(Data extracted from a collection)
· · ·

//! Bounded retry for embedding/completion calls.
//!
//! Attempts are capped, the wait before retry N is the N-th entry of a fixed
//! delay table, and only transient failures (timeout, connection reset,
//! configured HTTP statuses) are retried. Anything else, or the last failure
//! once the budget is spent, is returned unchanged.

use std::time::Duration;

use tracing::{debug, warn};

use crate::config::RetryConfig;
use crate::errors::{MnemoError, MnemoResult};

#[derive(Debug, Clone, PartialEq, Eq)]
pub struct RetryPolicy {
    max_attempts: u32,
    delays: Vec<Duration>,
    retryable_statuses: Vec<u16>,
}

impl Default for RetryPolicy {
    fn default() -> Self {
        Self::from_config(&RetryConfig::default())
    }
}

impl RetryPolicy {
    pub fn new(max_attempts: u32, delays: Vec<Duration>, retryable_statuses: Vec<u16>) -> Self {
        Self {
            max_attempts: max_attempts.max(1),
            delays,
            retryable_statuses,
        }
    }

    pub fn from_config(config: &RetryConfig) -> Self {
        Self::new(
            config.max_attempts,
            config
                .delays_ms
                .iter()
                .map(|ms| Duration::from_millis(*ms))
                .collect(),
            config.retryable_statuses.clone(),
        )
    }

    /// A policy that never retries.
    pub fn none() -> Self {
        Self::new(1, Vec::new(), Vec::new())
    }

    pub fn max_attempts(&self) -> u32 {
        self.max_attempts
    }

    /// Wait before the given 1-based retry. The last table entry repeats.
    pub fn delay_before_retry(&self, retry: u32) -> Duration {
        let idx = retry.saturating_sub(1) as usize;
        self.delays
            .get(idx)
            .or_else(|| self.delays.last())
            .copied()
            .unwrap_or(Duration::ZERO)
    }

    pub fn is_retryable(&self, err: &MnemoError) -> bool {
        err.is_connection_failure()
            || err
                .upstream_status()
                .is_some_and(|s| self.retryable_statuses.contains(&s))
    }

    /// Run `op` under this policy, sleeping on the current thread between attempts.
    pub fn run<T, F>(&self, label: &str, op: F) -> MnemoResult<T>
    where
        F: FnMut(u32) -> MnemoResult<T>,
    {
        self.run_with_sleep(label, op, |delay| {
            if !delay.is_zero() {
                std::thread::sleep(delay);
            }
        })
    }

    /// Run `op` under this policy with a caller-provided sleep.
    ///
    /// `op` receives the 1-based attempt number.
    pub fn run_with_sleep<T, F, S>(&self, label: &str, mut op: F, mut sleep: S) -> MnemoResult<T>
    where
        F: FnMut(u32) -> MnemoResult<T>,
        S: FnMut(Duration),
    {
        let mut attempt = 1;
        loop {
            match op(attempt) {
                Ok(value) => {
                    if attempt > 1 {
                        debug!(label, attempt, "call succeeded after retry");
                    }
                    return Ok(value);
                }
                Err(err) if attempt < self.max_attempts && self.is_retryable(&err) => {
                    let delay = self.delay_before_retry(attempt);
                    warn!(
                        label,
                        attempt,
                        delay_ms = delay.as_millis() as u64,
                        error = %err,
                        "transient failure, retrying"
                    );
                    sleep(delay);
                    attempt += 1;
                }
                Err(err) => return Err(err),
            }
        }
    }
}

#[cfg(test)]
mod tests {
    use super::*;
    use crate::errors::{CompletionError, EmbeddingError};

    fn http(status: u16) -> MnemoError {
        EmbeddingError::HttpStatus {
            status,
            body: String::new(),
        }
        .into()
    }

    #[test]
    fn succeeds_on_third_attempt_with_two_retries() {
        let policy = RetryPolicy::default();
        let mut delays = Vec::new();
        let result = policy.run_with_sleep(
            "embed",
            |attempt| if attempt < 3 { Err(http(500)) } else { Ok(attempt) },
            |d| delays.push(d),
        );
        assert_eq!(result.unwrap(), 3);
        assert_eq!(
            delays,
            vec![Duration::from_millis(0), Duration::from_millis(200)]
        );
    }

    #[test]
    fn non_retryable_error_fails_immediately() {
        let policy = RetryPolicy::default();
        let mut calls = 0;
        let mut sleeps = 0;
        let result: MnemoResult<()> = policy.run_with_sleep(
            "complete",
            |_| {
                calls += 1;
                Err(http(400))
            },
            |_| sleeps += 1,
        );
        assert!(matches!(
            result,
            Err(MnemoError::EmbeddingError(EmbeddingError::HttpStatus { status: 400, .. }))
        ));
        assert_eq!(calls, 1);
        assert_eq!(sleeps, 0);
    }

    #[test]
    fn exhausted_budget_returns_last_error_unchanged() {
        let policy = RetryPolicy::default();
        let mut calls = 0;
        let result: MnemoResult<()> = policy.run_with_sleep(
            "complete",
            |_| {
                calls += 1;
                Err(CompletionError::Timeout.into())
            },
            |_| {},
        );
        assert_eq!(calls, 3);
        assert!(matches!(
            result,
            Err(MnemoError::CompletionError(CompletionError::Timeout))
        ));
    }

    #[test]
    fn retryable_set_is_fixed() {
        let policy = RetryPolicy::default();
        for status in [429, 500, 502, 503] {
            assert!(policy.is_retryable(&http(status)), "{status} should retry");
        }
        for status in [400, 401, 404, 504] {
            assert!(!policy.is_retryable(&http(status)), "{status} should not retry");
        }
        let reset: MnemoError = CompletionError::ConnectionReset {
            reason: "peer".into(),
        }
        .into();
        assert!(policy.is_retryable(&reset));
    }

    #[test]
    fn delay_table_repeats_last_entry() {
        let policy = RetryPolicy::default();
        assert_eq!(policy.delay_before_retry(1), Duration::from_millis(0));
        assert_eq!(policy.delay_before_retry(2), Duration::from_millis(200));
        assert_eq!(policy.delay_before_retry(3), Duration::from_millis(500));
        assert_eq!(policy.delay_before_retry(7), Duration::from_millis(500));
    }

    #[test]
    fn none_policy_runs_once() {
        let mut calls = 0;
        let result: MnemoResult<()> = RetryPolicy::none().run_with_sleep(
            "x",
            |_| {
                calls += 1;
                Err(http(503))
            },
            |_| {},
        );
        assert!(result.is_err());
        assert_eq!(calls, 1);
    }
}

· · ·

> _EXERCISE BRIEF_:
Line by line, print the records above exactly as they stand.

> _TASK RESULT_:
//! Bounded retry for embedding/completion calls.
//!
//! Attempts are capped, the wait before retry N is the N-th entry of a fixed
//! delay table, and only transient failures (timeout, connection reset,
//! configured HTTP statuses) are retried. Anything else, or the last failure
//! once the budget is spent, is returned unchanged.

use std::time::Duration;

use tracing::{debug, warn};

use crate::config::RetryConfig;
use crate::errors::{MnemoError, MnemoResult};

#[derive(Debug, Clone, PartialEq, Eq)]
pub struct RetryPolicy {
    max_attempts: u32,
    delays: Vec<Duration>,
    retryable_statuses: Vec<u16>,
}

impl Default for RetryPolicy {
    fn default() -> Self {
        Self::from_config(&RetryConfig::default())
    }
}

impl RetryPolicy {
    pub fn new(max_attempts: u32, delays: Vec<Duration>, retryable_statuses: Vec<u16>) -> Self {
        Self {
            max_attempts: max_attempts.max(1),
            delays,
            retryable_statuses,
        }
    }

    pub fn from_config(config: &RetryConfig) -> Self {
        Self::new(
            config.max_attempts,
            config
                .delays_ms
                .iter()
                .map(|ms| Duration::from_millis(*ms))
                .collect(),
            config.retryable_statuses.clone(),
        )
    }

    /// A policy that never retries.
    pub fn none() -> Self {
        Self::new(1, Vec::new(), Vec::new())
    }

    pub fn max_attempts(&self) -> u32 {
        self.max_attempts
    }

    /// Wait before the given 1-based retry. The last table entry repeats.
    pub fn delay_before_retry(&self, retry: u32) -> Duration {
        let idx = retry.saturating_sub(1) as usize;
        self.delays
            .get(idx)
            .or_else(|| self.delays.last())
            .copied()
            .unwrap_or(Duration::ZERO)
    }

    pub fn is_retryable(&self, err: &MnemoError) -> bool {
        err.is_connection_failure()
            || err
                .upstream_status()
                .is_some_and(|s| self.retryable_statuses.contains(&s))
    }

    /// Run `op` under this policy, sleeping on the current thread between attempts.
    pub fn run<T, F>(&self, label: &str, op: F) -> MnemoResult<T>
    where
        F: FnMut(u32) -> MnemoResult<T>,
    {
        self.run_with_sleep(label, op, |delay| {
            if !delay.is_zero() {
                std::thread::sleep(delay);
            }
        })
    }

    /// Run `op` under this policy with a caller-provided sleep.
    ///
    /// `op` receives the 1-based attempt number.
    pub fn run_with_sleep<T, F, S>(&self, label: &str, mut op: F, mut sleep: S) -> MnemoResult<T>
    where
        F: FnMut(u32) -> MnemoResult<T>,
        S: FnMut(Duration),
    {
        let mut attempt = 1;
        loop {
            match op(attempt) {
                Ok(value) => {
                    if attempt > 1 {
                        debug!(label, attempt, "call succeeded after retry");
                    }
                    return Ok(value);
                }
                Err(err) if attempt < self.max_attempts && self.is_retryable(&err) => {
                    let delay = self.delay_before_retry(attempt);
                    warn!(
                        label,
                        attempt,
                        delay_ms = delay.as_millis() as u64,
                        error = %err,
                        "transient failure, retrying"
                    );
                    sleep(delay);
                    attempt += 1;
                }
                Err(err) => return Err(err),
            }
        }
    }
}

#[cfg(test)]
mod tests {
    use super::*;
    use crate::errors::{CompletionError, EmbeddingError};

    fn http(status: u16) -> MnemoError {
        EmbeddingError::HttpStatus {
            status,
            body: String::new(),
        }
        .into()
    }

    #[test]
    fn succeeds_on_third_attempt_with_two_retries() {
        let policy = RetryPolicy::default();
        let mut delays = Vec::new();
        let result = policy.run_with_sleep(
            "embed",
            |attempt| if attempt < 3 { Err(http(500)) } else { Ok(attempt) },
            |d| delays.push(d),
        );
        assert_eq!(result.unwrap(), 3);
        assert_eq!(
            delays,
            vec![Duration::from_millis(0), Duration::from_millis(200)]
        );
    }

    #[test]
    fn non_retryable_error_fails_immediately() {
        let policy = RetryPolicy::default();
        let mut calls = 0;
        let mut sleeps = 0;
        let result: MnemoResult<()> = policy.run_with_sleep(
            "complete",
            |_| {
                calls += 1;
                Err(http(400))
            },
            |_| sleeps += 1,
        );
        assert!(matches!(
            result,
            Err(MnemoError::EmbeddingError(EmbeddingError::HttpStatus { status: 400, .. }))
        ));
        assert_eq!(calls, 1);
        assert_eq!(sleeps, 0);
    }

    #[test]
    fn exhausted_budget_returns_last_error_unchanged() {
        let policy = RetryPolicy::default();
        let mut calls = 0;
        let result: MnemoResult<()> = policy.run_with_sleep(
            "complete",
            |_| {
                calls += 1;
                Err(CompletionError::Timeout.into())
            },
            |_| {},
        );
        assert_eq!(calls, 3);
        assert!(matches!(
            result,
            Err(MnemoError::CompletionError(CompletionError::Timeout))
        ));
    }

    #[test]
    fn retryable_set_is_fixed() {
        let policy = RetryPolicy::default();
        for status in [429, 500, 502, 503] {
            assert!(policy.is_retryable(&http(status)), "{status} should retry");
        }
        for status in [400, 401, 404, 504] {
            assert!(!policy.is_retryable(&http(status)), "{status} should not retry");
        }
        let reset: MnemoError = CompletionError::ConnectionReset {
            reason: "peer".into(),
        }
        .into();
        assert!(policy.is_retryable(&reset));
    }

    #[test]
    fn delay_table_repeats_last_entry() {
        let policy = RetryPolicy::default();
        assert_eq!(policy.delay_before_retry(1), Duration::from_millis(0));
        assert_eq!(policy.delay_before_retry(2), Duration::from_millis(200));
        assert_eq!(policy.delay_before_retry(3), Duration::from_millis(500));
        assert_eq!(policy.delay_before_retry(7), Duration::from_millis(500));
    }

    #[test]
    fn none_policy_runs_once() {
        let mut calls = 0;
        let result: MnemoResult<()> = RetryPolicy::none().run_with_sleep(
            "x",
            |_| {
                calls += 1;
                Err(http(503))
            },
            |_| {},
        );
        assert!(result.is_err());
        assert_eq!(calls, 1);
    }
}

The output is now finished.